Considerations in Human Papillomavirus-Associated Oropharyngeal Cancer Screening A Review

This narrative review summarizes the evidence associated with screening for human papillomavirus-positive oropharyngeal cancer. Importance The incidence of human papillomavirus (HPV)-positive oropharyngeal cancer (OPC) is anticipated to rise over the next few decades until the effects of prophylactic vaccination are realized, which highlights the potential importance of secondary prevention. The objective of this review is to evaluate the evidence associated with screening for HPV-positive OPC. Observations Evaluation of a potential clinical preventive screening service requires characterization of the disease burden, the at-risk target screening population, screening tests, treatment, and screening benefits and harms. The lifetime risk of OPC is 0.7% for men and 0.2% for women and is expected to increase. The disease burden of HPV-positive OPC is substantial; most patients undergo morbid multimodality treatment and incur high costs in the process. Middle-aged and older adult men with elevated number of lifetime vaginal or oral sex partners are at highest risk. Patients may benefit from early detection of the disease-the 4-year overall survival of patients with stage I HPV-positive OPC is 87%, a considerable portion of whom are eligible for less morbid single-modality therapy.
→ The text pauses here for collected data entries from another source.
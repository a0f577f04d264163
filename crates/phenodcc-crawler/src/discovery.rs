//! Discovery workers
//!
//! One task per (centre, file source), bounded to the configured pool
//! size. Each task connects, walks the `add`, `edit` and `delete`
//! directories under the source's base path, and populates the tracker
//! with the archives it finds. Remote listing happens on a blocking
//! thread; the tracker writes happen afterwards, so no transaction is
//! ever held across network I/O.

use std::sync::Arc;

use anyhow::Context;
use futures::stream::{self, StreamExt};
use tokio::task;
use tracing::{debug, error, info};

use crate::error::Result;
use crate::source::{remote_dir, DriverFactory, RemoteEntry};
use phenodcc_tracker::entities::{phase, status, todo};
use phenodcc_tracker::{Centre, FileSource, FilenameTokenizer, TokenKind, Tracker};

/// Discovery stage over every active centre's available sources.
pub struct Discovery {
    tracker: Tracker,
    tokenizer: Arc<FilenameTokenizer>,
    factory: Arc<dyn DriverFactory>,
    pool_size: usize,
}

impl Discovery {
    pub fn new(
        tracker: Tracker,
        tokenizer: Arc<FilenameTokenizer>,
        factory: Arc<dyn DriverFactory>,
        pool_size: usize,
    ) -> Self {
        Self {
            tracker,
            tokenizer,
            factory,
            pool_size,
        }
    }

    /// Fan out one crawl per (centre, source) and drain the pool.
    pub async fn run(&self) -> Result<()> {
        let mut jobs: Vec<(Centre, FileSource)> = Vec::new();
        for centre in self.tracker.active_centres().await? {
            let sources = self.tracker.file_sources(centre.id).await?;
            for source in sources {
                jobs.push((centre.clone(), source));
            }
        }
        info!(sources = jobs.len(), "Starting discovery");

        stream::iter(jobs)
            .for_each_concurrent(self.pool_size, |(centre, source)| async move {
                if let Err(e) = self.crawl_source(&centre, source).await {
                    error!(error = %e, "Discovery task failed");
                }
            })
            .await;
        Ok(())
    }

    /// Crawl one source: list the three todo directories remotely, then
    /// queue every archive into the tracker.
    async fn crawl_source(&self, centre: &Centre, source: FileSource) -> Result<()> {
        debug!(
            hostname = %source.hostname,
            centre = %centre.short_name,
            "Starting crawler for file source"
        );

        let factory = Arc::clone(&self.factory);
        let listing_source = source.clone();
        let listings = task::spawn_blocking(move || list_source(&*factory, &listing_source))
            .await
            .context("Crawl listing task panicked")?;

        let listings = match listings {
            Ok(listings) => listings,
            Err(e) => {
                error!(
                    hostname = %source.hostname,
                    centre = %centre.short_name,
                    error = %e,
                    "Crawler could not establish connection with server"
                );
                return Ok(());
            }
        };

        for (todo, entries) in listings {
            for entry in entries {
                self.queue_file(&source, todo, &entry).await?;
            }
        }
        debug!(hostname = %source.hostname, "Crawling has finished");
        Ok(())
    }

    /// Register one discovered archive: the zip file row, its action for
    /// the walked directory, and the hosting relation.
    async fn queue_file(&self, source: &FileSource, todo: &str, entry: &RemoteEntry) -> Result<()> {
        let tokens = self
            .tokenizer
            .tokenize(&entry.name)
            .filter(|t| t.kind == TokenKind::Zip);
        let zip = self
            .tracker
            .get_or_create_zip_file(&entry.name, tokens.as_ref(), entry.size as i64)
            .await?;
        let action = self.tracker.get_or_create_zip_action(zip.id, todo).await?;

        if zip.centre_id.is_none() {
            error!(
                name = %zip.file_name,
                "Zip file does not conform to the naming convention"
            );
            self.tracker
                .set_zip_action_phase_status(action.id, phase::ZIP_NAME, status::FAILED)
                .await?;
        } else {
            self.tracker
                .set_zip_action_phase_status(action.id, phase::ZIP_NAME, status::DONE)
                .await?;
        }

        self.tracker
            .get_or_create_source_has_zip(source.id, action.id)
            .await?;
        Ok(())
    }
}

/// Blocking half of a crawl: connect and list each todo directory. A
/// directory that fails to list is logged and skipped; the others are
/// still walked.
fn list_source(
    factory: &dyn DriverFactory,
    source: &FileSource,
) -> crate::source::TransportResult<Vec<(&'static str, Vec<RemoteEntry>)>> {
    let mut driver = factory.connect(source)?;
    let mut listings = Vec::new();
    for todo in todo::ALL {
        let dir = remote_dir(source, todo);
        match driver.list_archives(&dir) {
            Ok(entries) => {
                debug!(dir = %dir, count = entries.len(), "Listed remote directory");
                listings.push((todo, entries));
            }
            Err(e) => {
                error!(dir = %dir, error = %e, "Failed to list remote directory");
            }
        }
    }
    driver.close();
    Ok(listings)
}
However, available screening tests are insufficiently sensitive and specific considering the current HPV-positive OPC incidence rates in the most at-risk patients. Further, the benefits and harms of screening for HPV-positive OPC are unknown. Conclusions and Relevance The current and projected future population-level burden of HPV-positive OPC supports further exploration of secondary preventive interventions. However, screening for HPV-positive OPC is not currently justified. Advances in biomarker discovery and improved characterization of (1) a highly at-risk, target screening population and (2) the benefits and harms of screening will be necessary. Large-scale clinical trials and rigorous evaluation of how to best implement this service into clinical practice will also be needed.